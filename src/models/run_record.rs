//! Persisted run record: the only state shared between work unit invocations.

use chrono::{DateTime, SecondsFormat, Utc};
use serde::{Deserialize, Serialize};
use utoipa::ToSchema;

use super::catalog::Catalog;

#[derive(Debug, Clone, Copy, PartialEq, Eq, Serialize, Deserialize, ToSchema)]
pub enum RunStatus {
    Idle,
    Collecting,
    Updating,
    Finished,
    Stopped,
    Failed,
}

impl RunStatus {
    /// Collecting and Updating block a new run from starting.
    pub fn is_running(&self) -> bool {
        matches!(self, RunStatus::Collecting | RunStatus::Updating)
    }

    pub fn as_str(&self) -> &'static str {
        match self {
            RunStatus::Idle => "Idle",
            RunStatus::Collecting => "Collecting",
            RunStatus::Updating => "Updating",
            RunStatus::Finished => "Finished",
            RunStatus::Stopped => "Stopped",
            RunStatus::Failed => "Failed",
        }
    }
}

/// Singleton describing the current (or last) run.
///
/// Stored as JSON under the `systemState` key; `lastSessionId` is the wire
/// name of the run id.
#[derive(Debug, Clone, PartialEq, Eq, Serialize, Deserialize, ToSchema)]
#[serde(rename_all = "camelCase")]
pub struct RunRecord {
    #[serde(rename = "lastSessionId")]
    pub run_id: i64,
    pub status: RunStatus,
    #[serde(default)]
    pub tires_processed: u64,
    #[serde(default)]
    pub tires_total: u64,
    #[serde(default)]
    pub wheels_processed: u64,
    #[serde(default)]
    pub wheels_total: u64,
    #[serde(default, skip_serializing_if = "Option::is_none")]
    pub started_at: Option<DateTime<Utc>>,
    #[serde(default, skip_serializing_if = "Option::is_none")]
    pub updated_at: Option<DateTime<Utc>>,
}

impl RunRecord {
    /// Fresh record for a run starting at `now` with zeroed counters.
    pub fn start(run_id: i64, status: RunStatus, now: DateTime<Utc>) -> Self {
        Self {
            run_id,
            status,
            tires_processed: 0,
            tires_total: 0,
            wheels_processed: 0,
            wheels_total: 0,
            started_at: Some(now),
            updated_at: Some(now),
        }
    }

    pub fn record_progress(&mut self, catalog: Catalog, processed: u64, total: u64) {
        match catalog {
            Catalog::Tires => {
                self.tires_processed = processed;
                self.tires_total = total;
            }
            Catalog::Wheels => {
                self.wheels_processed = processed;
                self.wheels_total = total;
            }
        }
    }

    /// `(processed, total)` for one catalog.
    pub fn progress(&self, catalog: Catalog) -> (u64, u64) {
        match catalog {
            Catalog::Tires => (self.tires_processed, self.tires_total),
            Catalog::Wheels => (self.wheels_processed, self.wheels_total),
        }
    }

    /// Moves to `status` unless the run was stopped in the meantime.
    pub fn advance_status(&mut self, status: RunStatus) {
        if self.status != RunStatus::Stopped {
            self.status = status;
        }
    }

    /// Watermark recorded when this run finishes: the run's start time, so
    /// items changed while the run was in flight are picked up next time.
    pub fn finish_watermark(&self, now: DateTime<Utc>) -> String {
        format_watermark(self.started_at.unwrap_or(now))
    }
}

/// ISO-8601 with millisecond precision and a `Z` suffix.
pub fn format_watermark(ts: DateTime<Utc>) -> String {
    ts.to_rfc3339_opts(SecondsFormat::Millis, true)
}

------------

Goal of the exercise:
Word for word, return each of the entries.

Response area:
filename src/models/run_record.rs
//! Persisted run record: the only state shared between work unit invocations.

use chrono::{DateTime, SecondsFormat, Utc};
use serde::{Deserialize, Serialize};
use utoipa::ToSchema;

use super::catalog::Catalog;

#[derive(Debug, Clone, Copy, PartialEq, Eq, Serialize, Deserialize, ToSchema)]
pub enum RunStatus {
    Idle,
    Collecting,
    Updating,
    Finished,
    Stopped,
    Failed,
}

impl RunStatus {
    /// Collecting and Updating block a new run from starting.
    pub fn is_running(&self) -> bool {
        matches!(self, RunStatus::Collecting | RunStatus::Updating)
    }

    pub fn as_str(&self) -> &'static str {
        match self {
            RunStatus::Idle => "Idle",
            RunStatus::Collecting => "Collecting",
            RunStatus::Updating => "Updating",
            RunStatus::Finished => "Finished",
            RunStatus::Stopped => "Stopped",
            RunStatus::Failed => "Failed",
        }
    }
}

/// Singleton describing the current (or last) run.
///
/// Stored as JSON under the `systemState` key; `lastSessionId` is the wire
/// name of the run id.
#[derive(Debug, Clone, PartialEq, Eq, Serialize, Deserialize, ToSchema)]
#[serde(rename_all = "camelCase")]
pub struct RunRecord {
    #[serde(rename = "lastSessionId")]
    pub run_id: i64,
    pub status: RunStatus,
    #[serde(default)]
    pub tires_processed: u64,
    #[serde(default)]
    pub tires_total: u64,
    #[serde(default)]
    pub wheels_processed: u64,
    #[serde(default)]
    pub wheels_total: u64,
    #[serde(default, skip_serializing_if = "Option::is_none")]
    pub started_at: Option<DateTime<Utc>>,
    #[serde(default, skip_serializing_if = "Option::is_none")]
    pub updated_at: Option<DateTime<Utc>>,
}

impl RunRecord {
    /// Fresh record for a run starting at `now` with zeroed counters.
    pub fn start(run_id: i64, status: RunStatus, now: DateTime<Utc>) -> Self {
        Self {
            run_id,
            status,
            tires_processed: 0,
            tires_total: 0,
            wheels_processed: 0,
            wheels_total: 0,
            started_at: Some(now),
            updated_at: Some(now),
        }
    }

    pub fn record_progress(&mut self, catalog: Catalog, processed: u64, total: u64) {
        match catalog {
            Catalog::Tires => {
                self.tires_processed = processed;
                self.tires_total = total;
            }
            Catalog::Wheels => {
                self.wheels_processed = processed;
                self.wheels_total = total;
            }
        }
    }

    /// `(processed, total)` for one catalog.
    pub fn progress(&self, catalog: Catalog) -> (u64, u64) {
        match catalog {
            Catalog::Tires => (self.tires_processed, self.tires_total),
            Catalog::Wheels => (self.wheels_processed, self.wheels_total),
        }
    }

    /// Moves to `status` unless the run was stopped in the meantime.
    pub fn advance_status(&mut self, status: RunStatus) {
        if self.status != RunStatus::Stopped {
            self.status = status;
        }
    }

    /// Watermark recorded when this run finishes: the run's start time, so
    /// items changed while the run was in flight are picked up next time.
    pub fn finish_watermark(&self, now: DateTime<Utc>) -> String {
        format_watermark(self.started_at.unwrap_or(now))
    }
}

/// ISO-8601 with millisecond precision and a `Z` suffix.
pub fn format_watermark(ts: DateTime<Utc>) -> String {
    ts.to_rfc3339_opts(SecondsFormat::Millis, true)
}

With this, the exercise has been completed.